Problem description: Count the lines below that carry the word "StreamMessage". Answer with that number alone.

Extracted material:
pub mod auth;
pub mod logging;
pub mod url;
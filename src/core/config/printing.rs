use crate::core::config::data::{Config, ResolvedConfig};

fn or_unset(value: Option<&str>) -> &str {
    value.unwrap_or("(unset)")
}

impl Config {
    pub fn print_all(&self) {
        for line in self.describe() {
            println!("{line}");
        }
    }

    /// Human-readable dump of the effective settings, one line each.
    pub fn describe(&self) -> Vec<String> {
        let ResolvedConfig {
            server_host,
            assistant_base_url,
            model,
            poll_interval_ms,
            assistants,
        } = self.resolve();

        let mut lines = vec![
            "Current configuration:".to_string(),
            format!("  server-host: {server_host}"),
            format!("  assistant-base-url: {assistant_base_url}"),
            format!("  model: {model}"),
            format!("  poll-interval-ms: {poll_interval_ms}"),
            format!(
                "  suggestion-assistant: {}",
                or_unset(assistants.suggestions.as_deref())
            ),
            format!(
                "  setup-assistant: {}",
                or_unset(assistants.setup.as_deref())
            ),
            format!(
                "  storyteller-assistant: {}",
                or_unset(assistants.storyteller.as_deref())
            ),
        ];

        match &self.identity {
            Some(identity) => {
                lines.push(format!("  auth-id: {}", identity.auth_id));
                lines.push(format!(
                    "  profile-id: {}",
                    or_unset(identity.profile_id.as_deref())
                ));
            }
            None => lines.push("  identity: (not signed in)".to_string()),
        }
        lines
    }
}
use futures_util::StreamExt;
use memchr::memchr;
use tokio::sync::mpsc;
use tokio_util::sync::CancellationToken;
use tracing::{debug, warn};

use crate::api::assistant::{
    CreateThreadRequest, Message, MessageDelta, Run, RunRequest, Thread, ThreadMessage,
};
use crate::core::api_error::format_api_error;
use crate::core::assistant::AssistantSession;
use crate::utils::auth::add_assistant_headers;
use crate::utils::url::construct_api_url;

#[derive(Clone, Debug, PartialEq)]
pub enum StreamMessage {
    /// Text fragment to append to the chapter buffer.
    Delta(String),
    /// The assistant finished its message; carries the full final text.
    MessageDone(String),
    Error(String),
    End,
}

type StreamSender = mpsc::UnboundedSender<(StreamMessage, u64)>;

/// Tracks the `event:` name that applies to the following `data:` lines.
#[derive(Default)]
struct SseState {
    event: Option<String>,
}

fn send(tx: &StreamSender, message: StreamMessage, stream_id: u64) {
    let _ = tx.send((message, stream_id));
}

fn fail(tx: &StreamSender, error: String, stream_id: u64) {
    send(tx, StreamMessage::Error(error), stream_id);
    send(tx, StreamMessage::End, stream_id);
}

fn handle_event_payload(
    event: Option<&str>,
    payload: &str,
    tx: &StreamSender,
    stream_id: u64,
) -> bool {
    if payload == "[DONE]" || event == Some("done") {
        send(tx, StreamMessage::End, stream_id);
        return true;
    }

    match event {
        Some("thread.message.delta") => {
            match serde_json::from_str::<MessageDelta>(payload) {
                Ok(delta) => {
                    let text = delta.text();
                    if !text.is_empty() {
                        send(tx, StreamMessage::Delta(text), stream_id);
                    }
                }
                Err(err) => warn!("skipping malformed message delta: {err}"),
            }
            false
        }
        Some("thread.message.completed") => {
            match serde_json::from_str::<Message>(payload) {
                Ok(message) => {
                    let text = message.first_text().unwrap_or_default().to_string();
                    send(tx, StreamMessage::MessageDone(text), stream_id);
                }
                Err(err) => warn!("skipping malformed completed message: {err}"),
            }
            false
        }
        Some("thread.run.failed") | Some("thread.run.expired") | Some("thread.run.incomplete") => {
            let reason = serde_json::from_str::<Run>(payload)
                .ok()
                .and_then(|run| run.last_error.and_then(|err| err.message))
                .unwrap_or_else(|| event.unwrap_or("run failed").to_string());
            fail(tx, format!("Generation failed: {reason}"), stream_id);
            true
        }
        Some("error") => {
            fail(tx, format_api_error(payload), stream_id);
            true
        }
        _ => false,
    }
}

fn process_sse_line(line: &str, state: &mut SseState, tx: &StreamSender, stream_id: u64) -> bool {
    if line.is_empty() {
        state.event = None;
        return false;
    }
    if let Some(event) = line.strip_prefix("event:") {
        state.event = Some(event.trim().to_string());
        return false;
    }
    match line.strip_prefix("data:").map(str::trim_start) {
        Some(payload) => handle_event_payload(state.event.as_deref(), payload, tx, stream_id),
        None => false,
    }
}

pub struct StreamParams {
    pub session: AssistantSession,
    pub assistant_id: String,
    pub content: String,
    pub cancel_token: CancellationToken,
    pub stream_id: u64,
}

#[derive(Clone)]
pub struct AssistantStreamService {
    tx: StreamSender,
}

async fn create_thread(
    session: &AssistantSession,
    content: String,
) -> Result<Thread, String> {
    let url = construct_api_url(&session.base_url, "threads");
    let request = CreateThreadRequest {
        messages: vec![ThreadMessage::user(content)],
    };
    let response = add_assistant_headers(session.client.post(url), &session.api_key)
        .json(&request)
        .send()
        .await
        .map_err(|e| format_api_error(&e.to_string()))?;

    if !response.status().is_success() {
        let error_text = response
            .text()
            .await
            .unwrap_or_else(|_| "<no body>".to_string());
        return Err(format_api_error(&error_text));
    }
    response
        .json::<Thread>()
        .await
        .map_err(|e| format_api_error(&e.to_string()))
}

async fn run_stream(params: StreamParams, tx: StreamSender) {
    let StreamParams {
        session,
        assistant_id,
        content,
        cancel_token,
        stream_id,
    } = params;

    let thread = match create_thread(&session, content).await {
        Ok(thread) => thread,
        Err(err) => {
            fail(&tx, err, stream_id);
            return;
        }
    };
    debug!(thread_id = %thread.id, stream_id, "streaming run");

    let url = construct_api_url(&session.base_url, &format!("threads/{}/runs", thread.id));
    let request = RunRequest {
        assistant_id,
        model: Some(session.model.clone()),
        stream: true,
    };
    let response = match add_assistant_headers(session.client.post(url), &session.api_key)
        .json(&request)
        .send()
        .await
    {
        Ok(response) => response,
        Err(e) => {
            fail(&tx, format_api_error(&e.to_string()), stream_id);
            return;
        }
    };

    if !response.status().is_success() {
        let error_text = response
            .text()
            .await
            .unwrap_or_else(|_| "<no body>".to_string());
        fail(&tx, format_api_error(&error_text), stream_id);
        return;
    }

    let mut stream = response.bytes_stream();
    let mut buffer: Vec<u8> = Vec::new();
    let mut state = SseState::default();

    while let Some(chunk) = stream.next().await {
        if cancel_token.is_cancelled() {
            return;
        }

        let chunk_bytes = match chunk {
            Ok(bytes) => bytes,
            Err(e) => {
                fail(&tx, format_api_error(&e.to_string()), stream_id);
                return;
            }
        };
        buffer.extend_from_slice(&chunk_bytes);

        while let Some(newline_pos) = memchr(b'\n', &buffer) {
            let should_end = match std::str::from_utf8(&buffer[..newline_pos]) {
                Ok(line) => process_sse_line(line.trim(), &mut state, &tx, stream_id),
                Err(e) => {
                    warn!("invalid UTF-8 in stream: {e}");
                    false
                }
            };
            buffer.drain(..=newline_pos);
            if should_end {
                return;
            }
        }
    }

    send(&tx, StreamMessage::End, stream_id);
}

impl AssistantStreamService {
    pub fn new() -> (Self, mpsc::UnboundedReceiver<(StreamMessage, u64)>) {
        let (tx, rx) = mpsc::unbounded_channel();
        (Self { tx }, rx)
    }

    /// Open a thread for `params.content` and stream the assistant's reply.
    ///
    /// Once the token is cancelled nothing more is sent for this stream id;
    /// dropping the response closes the connection.
    pub fn spawn_stream(&self, params: StreamParams) {
        let tx = self.tx.clone();
        tokio::spawn(async move {
            let cancel_token = params.cancel_token.clone();
            tokio::select! {
                _ = run_stream(params, tx) => {}
                _ = cancel_token.cancelled() => {
                    debug!("stream cancelled");
                }
            }
        });
    }

    #[cfg(test)]
    pub fn send_for_test(&self, message: StreamMessage, stream_id: u64) {
        let _ = self.tx.send((message, stream_id));
    }
}
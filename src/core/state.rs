//! Small JSON documents kept in the per-user data directory.

use std::error::Error as StdError;
use std::fmt;
use std::fs;
use std::path::{Path, PathBuf};

use serde::de::DeserializeOwned;
use serde::Serialize;

use crate::core::config::data::path_display;
use crate::core::config::io::{project_dirs, write_atomically};

#[derive(Debug)]
pub enum StateError {
    Read {
        path: PathBuf,
        source: std::io::Error,
    },
    Parse {
        path: PathBuf,
        source: serde_json::Error,
    },
    Write {
        path: PathBuf,
        source: Box<dyn StdError>,
    },
    NoProjectDirs,
}

impl fmt::Display for StateError {
    fn fmt(&self, f: &mut fmt::Formatter<'_>) -> fmt::Result {
        match self {
            StateError::Read { path, source } => {
                write!(f, "Failed to read {}: {}", path_display(path), source)
            }
            StateError::Parse { path, source } => {
                write!(f, "Failed to parse {}: {}", path_display(path), source)
            }
            StateError::Write { path, source } => {
                write!(f, "Failed to write {}: {}", path_display(path), source)
            }
            StateError::NoProjectDirs => {
                write!(f, "Failed to determine the data directory")
            }
        }
    }
}

impl StdError for StateError {
    fn source(&self) -> Option<&(dyn StdError + 'static)> {
        match self {
            StateError::Read { source, .. } => Some(source),
            StateError::Parse { source, .. } => Some(source),
            StateError::Write { source, .. } => Some(source.as_ref()),
            StateError::NoProjectDirs => None,
        }
    }
}

pub fn state_path(file_name: &str) -> Result<PathBuf, StateError> {
    let dirs = project_dirs().map_err(|_| StateError::NoProjectDirs)?;
    Ok(dirs.data_local_dir().join(file_name))
}

/// Missing files load as `T::default()`.
pub fn load_json<T>(path: &Path) -> Result<T, StateError>
where
    T: DeserializeOwned + Default,
{
    if !path.exists() {
        return Ok(T::default());
    }
    let contents = fs::read_to_string(path).map_err(|source| StateError::Read {
        path: path.to_path_buf(),
        source,
    })?;
    serde_json::from_str(&contents).map_err(|source| StateError::Parse {
        path: path.to_path_buf(),
        source,
    })
}

pub fn save_json<T: Serialize>(path: &Path, value: &T) -> Result<(), StateError> {
    let contents = serde_json::to_vec_pretty(value).map_err(|source| StateError::Parse {
        path: path.to_path_buf(),
        source,
    })?;
    write_atomically(path, &contents).map_err(|source| StateError::Write {
        path: path.to_path_buf(),
        source,
    })
}

/// Remove a state file; a file that is already gone is not an error.
pub fn remove_state(path: &Path) -> Result<(), StateError> {
    match fs::remove_file(path) {
        Ok(()) => Ok(()),
        Err(err) if err.kind() == std::io::ErrorKind::NotFound => Ok(()),
        Err(source) => Err(StateError::Write {
            path: path.to_path_buf(),
            source: Box::new(source),
        }),
    }
}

Task solution: 11